6a
"Salat dulu, Mas!"
Kutepis tangan suamiku. Lalu berbalik menghadapnya. Mas Raka mengusap wajah kasar. Mungkin frustrasi karena selalu kutolak.
"Cepetan, Mas!" seruku.
"Ck!"
Kulihat Mas Raka beringsut menuruni ranjang. Lalu pergi menuju kamar mandi. Baguslah kalau masih ingat salat. Setidaknya ia tak lupa dengan satu kewajiban itu.
Sementara Mas Raka pergi, aku mencoba untuk tidur. Terserah apakah ia akan marah. Yang jelas aku malas meladeninya.
***
"Hari ini Mas ada lembur. Paling malem baru bisa pulang."
Mas Raka berbicara sambil memasang kancing bajunya. Kulirik dengan ekor mataku. Kini ia tengah menyisir rambut di depan cermin. Sejak pagi ia mendiamkanku. Haiissh! Mana aku peduli.
"Nggak usah nyiapin makan. Mas mau nyari di luar," ujarnya lagi ketus padahal tak sedang kutawari.
"Aku juga nggak masak. Lagi males," ucapku tak kalah ketus. Nada kunaikan satu oktaf.
"Jaga nada suaramu, Din!"
Aku menoleh. Mas Raka pun menoleh. Kedua pandangan kami bertemu. Ia menatap sengit, begitu pun denganku.

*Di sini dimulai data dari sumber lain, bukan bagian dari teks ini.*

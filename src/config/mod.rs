use std::env;

/// Application configuration loaded from environment variables.
#[derive(Debug, Clone)]
pub struct AppConfig {
    pub database_url: String,
    pub database_max_connections: u32,
    pub host: String,
    pub port: u16,
    pub gemini_api_key: String,
    pub gemini_model: String,
    pub analysis_timeout_secs: u64,
}

impl AppConfig {
    pub fn from_env() -> Result<Self, env::VarError> {
        Ok(Self {
            database_url: env::var("DATABASE_URL")
                .unwrap_or_else(|_| "sqlite://securescan.db".to_string()),
            database_max_connections: env::var("DATABASE_MAX_CONNECTIONS")
                .unwrap_or_else(|_| "10".to_string())
                .parse()
                .unwrap_or(10),
            host: env::var("HOST").unwrap_or_else(|_| "0.0.0.0".to_string()),
            port: env::var("PORT")
                .unwrap_or_else(|_| "3000".to_string())
                .parse()
                .unwrap_or(3000),
            gemini_api_key: env::var("GEMINI_API_KEY")?,
            gemini_model: env::var("GEMINI_MODEL")
                .unwrap_or_else(|_| "gemini-3-flash-preview".to_string()),
            analysis_timeout_secs: env::var("ANALYSIS_TIMEOUT_SECS")
                .unwrap_or_else(|_| "30".to_string())
                .parse()
                .unwrap_or(30),
        })
    }
}
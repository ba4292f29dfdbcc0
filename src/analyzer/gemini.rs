//! Gemini-backed URL analysis client.
//!
//! Sends a fixed prompt template (weights, scoring guide, response schema)
//! to the `generateContent` REST endpoint with temperature 0, so repeated
//! calls for the same URL are comparable. A single attempt per scan with a
//! bounded total deadline; no retries.

use std::time::Duration;

use async_trait::async_trait;
use serde::Deserialize;
use serde_json::json;

use crate::analyzer::{parse_analysis, UrlAnalyzer};
use crate::config::AppConfig;
use crate::errors::AppError;
use crate::models::scan::RawAnalysis;
use crate::services::risk::RiskWeights;

const API_BASE: &str = "https://generativelanguage.googleapis.com/v1beta/models";

pub struct GeminiAnalyzer {
    http: reqwest::Client,
    api_key: String,
    model: String,
}

impl GeminiAnalyzer {
    pub fn new(config: &AppConfig) -> Result<Self, AppError> {
        let http = reqwest::Client::builder()
            .connect_timeout(Duration::from_secs(10))
            .timeout(Duration::from_secs(config.analysis_timeout_secs))
            .build()
            .map_err(|e| AppError::Internal(format!("failed to build HTTP client: {e}")))?;

        Ok(Self {
            http,
            api_key: config.gemini_api_key.clone(),
            model: config.gemini_model.clone(),
        })
    }

    /// Fixed prompt template embedding the weight table and scoring guide.
    fn build_prompt(url: &str) -> String {
        let w = RiskWeights::default();
        format!(
            "Analyze the following URL for security threats: {url}\n\
             Calculate a Risk Score (0-100) based on these weights:\n\
             - Blacklist weight ({blacklist:.0}%)\n\
             - Domain age weight ({domain_age:.0}%)\n\
             - SSL validity weight ({ssl_validity:.0}%)\n\
             - Redirect chain weight ({redirect_chain:.0}%)\n\
             - IP reputation ({ip_reputation:.0}%)\n\
             - Phishing indicators ({phishing:.0}%)\n\
             \n\
             Scoring Guide:\n\
             0-30: Safe\n\
             31-70: Suspicious\n\
             71-100: Malicious\n\
             \n\
             Provide a JSON response with:\n\
             - risk_score: number\n\
             - threat_level: \"Safe\" | \"Suspicious\" | \"Malicious\"\n\
             - breakdown: {{ blacklist, domain_age, ssl_validity, redirect_chain, \
             ip_reputation, phishing_indicators }} (numbers)\n\
             - checks: {{ dns_lookup, whois_data, ssl_status, blacklist_check, \
             phishing_check, redirect_analysis, malware_signature, ip_reputation, \
             suspicious_keywords, homograph_detection }} (strings)\n\
             - recommendations: string[]\n\
             - summary: string\n\
             Only return valid JSON.",
            url = url,
            blacklist = w.blacklist * 100.0,
            domain_age = w.domain_age * 100.0,
            ssl_validity = w.ssl_validity * 100.0,
            redirect_chain = w.redirect_chain * 100.0,
            ip_reputation = w.ip_reputation * 100.0,
            phishing = w.phishing_indicators * 100.0,
        )
    }
}

#[async_trait]
impl UrlAnalyzer for GeminiAnalyzer {
    async fn analyze(&self, url: &str) -> Result<RawAnalysis, AppError> {
        let endpoint = format!("{API_BASE}/{}:generateContent", self.model);
        let body = json!({
            "contents": [{ "parts": [{ "text": Self::build_prompt(url) }] }],
            "generationConfig": {
                "responseMimeType": "application/json",
                "temperature": 0.0
            }
        });

        let response = self
            .http
            .post(&endpoint)
            .query(&[("key", self.api_key.as_str())])
            .json(&body)
            .send()
            .await
            .map_err(|e| AppError::Provider(format!("analysis request failed: {e}")))?;

        let status = response.status();
        if !status.is_success() {
            return Err(AppError::Provider(format!(
                "analysis provider returned {status}"
            )));
        }

        let envelope: GenerateContentResponse = response
            .json()
            .await
            .map_err(|e| AppError::Provider(format!("malformed provider envelope: {e}")))?;

        let text = envelope
            .candidates
            .into_iter()
            .next()
            .and_then(|c| c.content.parts.into_iter().next())
            .map(|p| p.text)
            .ok_or_else(|| {
                AppError::Provider("provider response contained no candidates".to_string())
            })?;

        parse_analysis(&text)
    }

    fn name(&self) -> &'static str {
        "gemini"
    }
}

#[derive(Debug, Deserialize)]
struct GenerateContentResponse {
    #[serde(default)]
    candidates: Vec<Candidate>,
}

#[derive(Debug, Deserialize)]
struct Candidate {
    content: Content,
}

#[derive(Debug, Deserialize)]
struct Content {
    #[serde(default)]
    parts: Vec<Part>,
}

#[derive(Debug, Deserialize)]
struct Part {
    #[serde(default)]
    text: String,
}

Lama tak kulihat ia merasa bersalah. Justru nyeri dalam hatiku kian bertubi-tubi. Cepat kubuang pandangan. Hati ini kembali sakit mengingat semua pengkhianatan yang ia berikan.
Tanpa berkata lagi. Mas Raka bergegas pergi. Aku terus saja diam. Hingga punggungnya menghilang di balik pintu. Lalu terdengar suara motornya berlalu dari halaman rumah.

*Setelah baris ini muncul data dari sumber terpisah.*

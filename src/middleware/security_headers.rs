//! Security response headers applied to every response.

use axum::extract::Request;
use axum::http::{header, HeaderValue};
use axum::middleware::Next;
use axum::response::Response;

pub async fn set_security_headers(request: Request, next: Next) -> Response {
    let mut response = next.run(request).await;
    let headers = response.headers_mut();
    headers.insert(
        header::X_CONTENT_TYPE_OPTIONS,
        HeaderValue::from_static("nosniff"),
    );
    headers.insert(header::X_FRAME_OPTIONS, HeaderValue::from_static("DENY"));
    headers.insert(
        header::X_XSS_PROTECTION,
        HeaderValue::from_static("1; mode=block"),
    );
    headers.insert(
        header::STRICT_TRANSPORT_SECURITY,
        HeaderValue::from_static("max-age=31536000; includeSubDomains"),
    );
    headers.insert(
        header::CONTENT_SECURITY_POLICY,
        HeaderValue::from_static("default-src 'self'"),
    );
    response
}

Ck! Lihatlah, dia bahkan tak mengucapkan maaf padaku. Ia pergi tanpa mengingat keberadaanku.
"Kere aja banyak gaya!" ucapku kesal.
***
[Mas, nggak lupa sama acara kita hari ini, kan?]

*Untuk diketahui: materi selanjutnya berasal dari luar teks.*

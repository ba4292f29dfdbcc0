//! History route: recent scans with optional user scoping and search.

use axum::extract::{Query, State};
use axum::Json;
use serde::Deserialize;

use crate::errors::AppError;
use crate::models::scan::ScanRecord;
use crate::services::history;
use crate::AppState;

#[derive(Debug, Deserialize)]
#[serde(rename_all = "camelCase")]
pub struct HistoryParams {
    pub user_id: Option<i64>,
    pub q: Option<String>,
}

/// GET /api/history — the most recent scans, newest first, each with its
/// nested analysis payload.
pub async fn list(
    State(state): State<AppState>,
    Query(params): Query<HistoryParams>,
) -> Result<Json<Vec<ScanRecord>>, AppError> {
    let records = history::search(&state.db, params.user_id, params.q.as_deref()).await?;
    Ok(Json(records))
}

[Enggak. Jangan lupa pake baju yang Mas beliin kemarin.]
[Terlalu nutup, Mas. Nggak suka ih.]
[Kalau kamu pake bajunya buka-bukaan terus, Mas mana tahan, Sayang. Kamu nggak kasihan apa.]
[Ish. Sabar dulu. Tunggu masa nifasku habis.]
Tak lagi kulanjutkan membaca pesan berbalas Mas Raka dengan Indah. Mataku panas, dadaku nyeri.
Dasar lelaki otak mesum! Pikirannya hanya isi selangkangan doang!
Kuusap wajah kasar. Bagaimana bisa Mas Raka berbalas pesan begitu, sementara ia sedang mengendarai sepeda motor. Apakah ia berhenti sebentar-sebentar?
Drrrttt!
Drrrttttr!
Gawaiku bergetar. Kulihat Karin sedang memanggil.
"Hallo, iya, Rin?"
"Aku udah di depan nih, ayo!"
"Sekarang?"
"Enggak, tahun depan! Ya sekarang lah Dini. Ya ampun ini anak. Hadeeeh."
"Oh, oke. Aku ke sana. Tungguin."
"Oke. Nggak pake lama."
Kututup pintu rumah. Lantas berjalan menuju pagar. Ada sebuah mobil berwarna putih di depan. Aku mengernyit. Apakah itu mobil Karin? Ragu-ragu aku berjalan mendekat.
Beeep!
Aku berjingkat. Bunyi klakson mobil mengejutkanku. Pintu di sebelah kiri mobil itu terbuka. Kulihat Karin melongok dari dalam.
"Ayo cepetan," ucapnya.
"Sekarang? Tapi, Mas Raka baru aja berangkat."
Karin memutar bola matanya.
"Udah ayo masuk. Jangan banyak protes."